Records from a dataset
━━━━━━━━━━━━━━━━━━━━

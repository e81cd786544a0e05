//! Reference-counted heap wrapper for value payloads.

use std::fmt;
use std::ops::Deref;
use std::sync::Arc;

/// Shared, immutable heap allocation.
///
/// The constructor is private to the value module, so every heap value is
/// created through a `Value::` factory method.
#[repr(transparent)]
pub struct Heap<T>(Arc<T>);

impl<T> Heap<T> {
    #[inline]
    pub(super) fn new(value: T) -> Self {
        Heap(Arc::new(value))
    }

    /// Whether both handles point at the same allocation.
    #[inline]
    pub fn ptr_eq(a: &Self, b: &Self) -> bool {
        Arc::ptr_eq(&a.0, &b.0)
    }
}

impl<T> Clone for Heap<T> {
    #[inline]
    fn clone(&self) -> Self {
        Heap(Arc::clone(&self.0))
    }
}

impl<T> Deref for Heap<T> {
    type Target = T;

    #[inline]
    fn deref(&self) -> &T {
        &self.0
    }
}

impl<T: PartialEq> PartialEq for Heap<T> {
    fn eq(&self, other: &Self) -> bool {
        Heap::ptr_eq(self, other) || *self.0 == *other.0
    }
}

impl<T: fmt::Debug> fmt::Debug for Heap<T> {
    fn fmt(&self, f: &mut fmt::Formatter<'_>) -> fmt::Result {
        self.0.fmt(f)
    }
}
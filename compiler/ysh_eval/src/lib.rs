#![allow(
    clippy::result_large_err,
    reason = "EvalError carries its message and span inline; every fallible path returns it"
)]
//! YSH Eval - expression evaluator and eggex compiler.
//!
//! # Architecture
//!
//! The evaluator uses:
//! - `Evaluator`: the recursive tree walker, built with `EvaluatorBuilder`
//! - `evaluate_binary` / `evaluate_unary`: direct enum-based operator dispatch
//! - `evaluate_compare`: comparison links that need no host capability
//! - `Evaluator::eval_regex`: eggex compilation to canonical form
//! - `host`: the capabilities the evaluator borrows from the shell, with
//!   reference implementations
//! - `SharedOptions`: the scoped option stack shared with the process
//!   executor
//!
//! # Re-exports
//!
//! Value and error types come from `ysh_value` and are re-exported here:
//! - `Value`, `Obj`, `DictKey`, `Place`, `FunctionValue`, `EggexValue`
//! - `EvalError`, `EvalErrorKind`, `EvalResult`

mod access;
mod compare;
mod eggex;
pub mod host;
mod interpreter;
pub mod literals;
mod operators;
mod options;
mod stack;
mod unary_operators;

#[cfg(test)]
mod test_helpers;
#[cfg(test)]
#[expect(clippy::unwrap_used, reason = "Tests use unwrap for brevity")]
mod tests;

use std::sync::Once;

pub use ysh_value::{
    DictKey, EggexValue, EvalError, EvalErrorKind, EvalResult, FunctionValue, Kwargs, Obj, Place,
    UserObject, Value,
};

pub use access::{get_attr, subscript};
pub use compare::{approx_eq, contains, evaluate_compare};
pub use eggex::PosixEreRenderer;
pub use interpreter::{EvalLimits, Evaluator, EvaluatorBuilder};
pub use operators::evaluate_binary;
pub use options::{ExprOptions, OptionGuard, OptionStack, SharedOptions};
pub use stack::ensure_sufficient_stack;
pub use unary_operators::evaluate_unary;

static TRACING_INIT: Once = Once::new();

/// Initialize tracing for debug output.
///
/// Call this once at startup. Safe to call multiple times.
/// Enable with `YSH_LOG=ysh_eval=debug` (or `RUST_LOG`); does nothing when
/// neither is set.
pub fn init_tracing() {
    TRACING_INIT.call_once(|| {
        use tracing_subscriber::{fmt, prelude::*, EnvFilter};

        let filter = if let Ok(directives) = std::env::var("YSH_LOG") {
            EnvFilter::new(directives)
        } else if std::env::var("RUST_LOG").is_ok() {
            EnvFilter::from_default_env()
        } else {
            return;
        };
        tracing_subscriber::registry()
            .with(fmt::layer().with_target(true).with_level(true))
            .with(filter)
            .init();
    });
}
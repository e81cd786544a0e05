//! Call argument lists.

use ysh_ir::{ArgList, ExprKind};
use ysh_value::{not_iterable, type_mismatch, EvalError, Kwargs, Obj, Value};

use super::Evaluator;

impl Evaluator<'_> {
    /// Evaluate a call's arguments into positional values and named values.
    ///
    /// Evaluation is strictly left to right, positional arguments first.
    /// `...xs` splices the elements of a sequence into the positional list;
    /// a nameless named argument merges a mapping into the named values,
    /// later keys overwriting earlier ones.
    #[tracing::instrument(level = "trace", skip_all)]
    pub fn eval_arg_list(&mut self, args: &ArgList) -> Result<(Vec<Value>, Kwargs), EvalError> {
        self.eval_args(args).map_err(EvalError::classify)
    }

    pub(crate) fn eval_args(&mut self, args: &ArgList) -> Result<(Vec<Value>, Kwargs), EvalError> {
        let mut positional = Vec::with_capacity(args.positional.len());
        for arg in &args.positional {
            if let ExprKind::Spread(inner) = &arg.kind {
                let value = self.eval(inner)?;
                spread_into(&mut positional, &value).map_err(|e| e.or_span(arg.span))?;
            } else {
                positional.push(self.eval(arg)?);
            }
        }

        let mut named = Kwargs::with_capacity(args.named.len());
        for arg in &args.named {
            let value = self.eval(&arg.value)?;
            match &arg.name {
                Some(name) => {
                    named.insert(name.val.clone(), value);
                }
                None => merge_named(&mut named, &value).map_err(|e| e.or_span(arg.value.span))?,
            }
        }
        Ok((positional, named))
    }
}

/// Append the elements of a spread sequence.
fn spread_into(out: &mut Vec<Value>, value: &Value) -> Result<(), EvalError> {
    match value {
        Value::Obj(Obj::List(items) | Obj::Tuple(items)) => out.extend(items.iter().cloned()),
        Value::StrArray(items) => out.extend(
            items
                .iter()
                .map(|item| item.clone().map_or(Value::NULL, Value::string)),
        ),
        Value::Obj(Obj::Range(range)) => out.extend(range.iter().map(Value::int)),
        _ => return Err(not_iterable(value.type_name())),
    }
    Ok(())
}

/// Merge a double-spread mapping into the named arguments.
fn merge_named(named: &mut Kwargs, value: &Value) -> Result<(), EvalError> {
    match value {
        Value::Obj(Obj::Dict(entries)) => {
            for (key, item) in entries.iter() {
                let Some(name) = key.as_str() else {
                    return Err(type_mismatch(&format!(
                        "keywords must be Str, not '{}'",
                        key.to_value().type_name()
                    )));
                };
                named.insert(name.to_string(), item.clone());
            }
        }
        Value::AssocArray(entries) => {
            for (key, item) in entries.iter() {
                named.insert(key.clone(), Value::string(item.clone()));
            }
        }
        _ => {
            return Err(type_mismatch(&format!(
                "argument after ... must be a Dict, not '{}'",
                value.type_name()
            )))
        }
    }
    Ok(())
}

━━━━━━━━━━━━━━━━━━━━

■ BRIEF
Would you please write the entries out again in full, exactly as given?

■ OUTPUT FOR THIS TASK
repository e81cd786544a0e05
//! Reference-counted heap wrapper for value payloads.

use std::fmt;
use std::ops::Deref;
use std::sync::Arc;

/// Shared, immutable heap allocation.
///
/// The constructor is private to the value module, so every heap value is
/// created through a `Value::` factory method.
#[repr(transparent)]
pub struct Heap<T>(Arc<T>);

impl<T> Heap<T> {
    #[inline]
    pub(super) fn new(value: T) -> Self {
        Heap(Arc::new(value))
    }

    /// Whether both handles point at the same allocation.
    #[inline]
    pub fn ptr_eq(a: &Self, b: &Self) -> bool {
        Arc::ptr_eq(&a.0, &b.0)
    }
}

impl<T> Clone for Heap<T> {
    #[inline]
    fn clone(&self) -> Self {
        Heap(Arc::clone(&self.0))
    }
}

impl<T> Deref for Heap<T> {
    type Target = T;

    #[inline]
    fn deref(&self) -> &T {
        &self.0
    }
}

impl<T: PartialEq> PartialEq for Heap<T> {
    fn eq(&self, other: &Self) -> bool {
        Heap::ptr_eq(self, other) || *self.0 == *other.0
    }
}

impl<T: fmt::Debug> fmt::Debug for Heap<T> {
    fn fmt(&self, f: &mut fmt::Formatter<'_>) -> fmt::Result {
        self.0.fmt(f)
    }
}
filename compiler/ysh_eval/src/lib.rs
#![allow(
    clippy::result_large_err,
    reason = "EvalError carries its message and span inline; every fallible path returns it"
)]
//! YSH Eval - expression evaluator and eggex compiler.
//!
//! # Architecture
//!
//! The evaluator uses:
//! - `Evaluator`: the recursive tree walker, built with `EvaluatorBuilder`
//! - `evaluate_binary` / `evaluate_unary`: direct enum-based operator dispatch
//! - `evaluate_compare`: comparison links that need no host capability
//! - `Evaluator::eval_regex`: eggex compilation to canonical form
//! - `host`: the capabilities the evaluator borrows from the shell, with
//!   reference implementations
//! - `SharedOptions`: the scoped option stack shared with the process
//!   executor
//!
//! # Re-exports
//!
//! Value and error types come from `ysh_value` and are re-exported here:
//! - `Value`, `Obj`, `DictKey`, `Place`, `FunctionValue`, `EggexValue`
//! - `EvalError`, `EvalErrorKind`, `EvalResult`

mod access;
mod compare;
mod eggex;
pub mod host;
mod interpreter;
pub mod literals;
mod operators;
mod options;
mod stack;
mod unary_operators;

#[cfg(test)]
mod test_helpers;
#[cfg(test)]
#[expect(clippy::unwrap_used, reason = "Tests use unwrap for brevity")]
mod tests;

use std::sync::Once;

pub use ysh_value::{
    DictKey, EggexValue, EvalError, EvalErrorKind, EvalResult, FunctionValue, Kwargs, Obj, Place,
    UserObject, Value,
};

pub use access::{get_attr, subscript};
pub use compare::{approx_eq, contains, evaluate_compare};
pub use eggex::PosixEreRenderer;
pub use interpreter::{EvalLimits, Evaluator, EvaluatorBuilder};
pub use operators::evaluate_binary;
pub use options::{ExprOptions, OptionGuard, OptionStack, SharedOptions};
pub use stack::ensure_sufficient_stack;
pub use unary_operators::evaluate_unary;

static TRACING_INIT: Once = Once::new();

/// Initialize tracing for debug output.
///
/// Call this once at startup. Safe to call multiple times.
/// Enable with `YSH_LOG=ysh_eval=debug` (or `RUST_LOG`); does nothing when
/// neither is set.
pub fn init_tracing() {
    TRACING_INIT.call_once(|| {
        use tracing_subscriber::{fmt, prelude::*, EnvFilter};

        let filter = if let Ok(directives) = std::env::var("YSH_LOG") {
            EnvFilter::new(directives)
        } else if std::env::var("RUST_LOG").is_ok() {
            EnvFilter::from_default_env()
        } else {
            return;
        };
        tracing_subscriber::registry()
            .with(fmt::layer().with_target(true).with_level(true))
            .with(filter)
            .init();
    });
}
repository e81cd786544a0e05
//! Call argument lists.

use ysh_ir::{ArgList, ExprKind};
use ysh_value::{not_iterable, type_mismatch, EvalError, Kwargs, Obj, Value};

use super::Evaluator;

impl Evaluator<'_> {
    /// Evaluate a call's arguments into positional values and named values.
    ///
    /// Evaluation is strictly left to right, positional arguments first.
    /// `...xs` splices the elements of a sequence into the positional list;
    /// a nameless named argument merges a mapping into the named values,
    /// later keys overwriting earlier ones.
    #[tracing::instrument(level = "trace", skip_all)]
    pub fn eval_arg_list(&mut self, args: &ArgList) -> Result<(Vec<Value>, Kwargs), EvalError> {
        self.eval_args(args).map_err(EvalError::classify)
    }

    pub(crate) fn eval_args(&mut self, args: &ArgList) -> Result<(Vec<Value>, Kwargs), EvalError> {
        let mut positional = Vec::with_capacity(args.positional.len());
        for arg in &args.positional {
            if let ExprKind::Spread(inner) = &arg.kind {
                let value = self.eval(inner)?;
                spread_into(&mut positional, &value).map_err(|e| e.or_span(arg.span))?;
            } else {
                positional.push(self.eval(arg)?);
            }
        }

        let mut named = Kwargs::with_capacity(args.named.len());
        for arg in &args.named {
            let value = self.eval(&arg.value)?;
            match &arg.name {
                Some(name) => {
                    named.insert(name.val.clone(), value);
                }
                None => merge_named(&mut named, &value).map_err(|e| e.or_span(arg.value.span))?,
            }
        }
        Ok((positional, named))
    }
}

/// Append the elements of a spread sequence.
fn spread_into(out: &mut Vec<Value>, value: &Value) -> Result<(), EvalError> {
    match value {
        Value::Obj(Obj::List(items) | Obj::Tuple(items)) => out.extend(items.iter().cloned()),
        Value::StrArray(items) => out.extend(
            items
                .iter()
                .map(|item| item.clone().map_or(Value::NULL, Value::string)),
        ),
        Value::Obj(Obj::Range(range)) => out.extend(range.iter().map(Value::int)),
        _ => return Err(not_iterable(value.type_name())),
    }
    Ok(())
}

/// Merge a double-spread mapping into the named arguments.
fn merge_named(named: &mut Kwargs, value: &Value) -> Result<(), EvalError> {
    match value {
        Value::Obj(Obj::Dict(entries)) => {
            for (key, item) in entries.iter() {
                let Some(name) = key.as_str() else {
                    return Err(type_mismatch(&format!(
                        "keywords must be Str, not '{}'",
                        key.to_value().type_name()
                    )));
                };
                named.insert(name.to_string(), item.clone());
            }
        }
        Value::AssocArray(entries) => {
            for (key, item) in entries.iter() {
                named.insert(key.clone(), Value::string(item.clone()));
            }
        }
        _ => {
            return Err(type_mismatch(&format!(
                "argument after ... must be a Dict, not '{}'",
                value.type_name()
            )))
        }
    }
    Ok(())
}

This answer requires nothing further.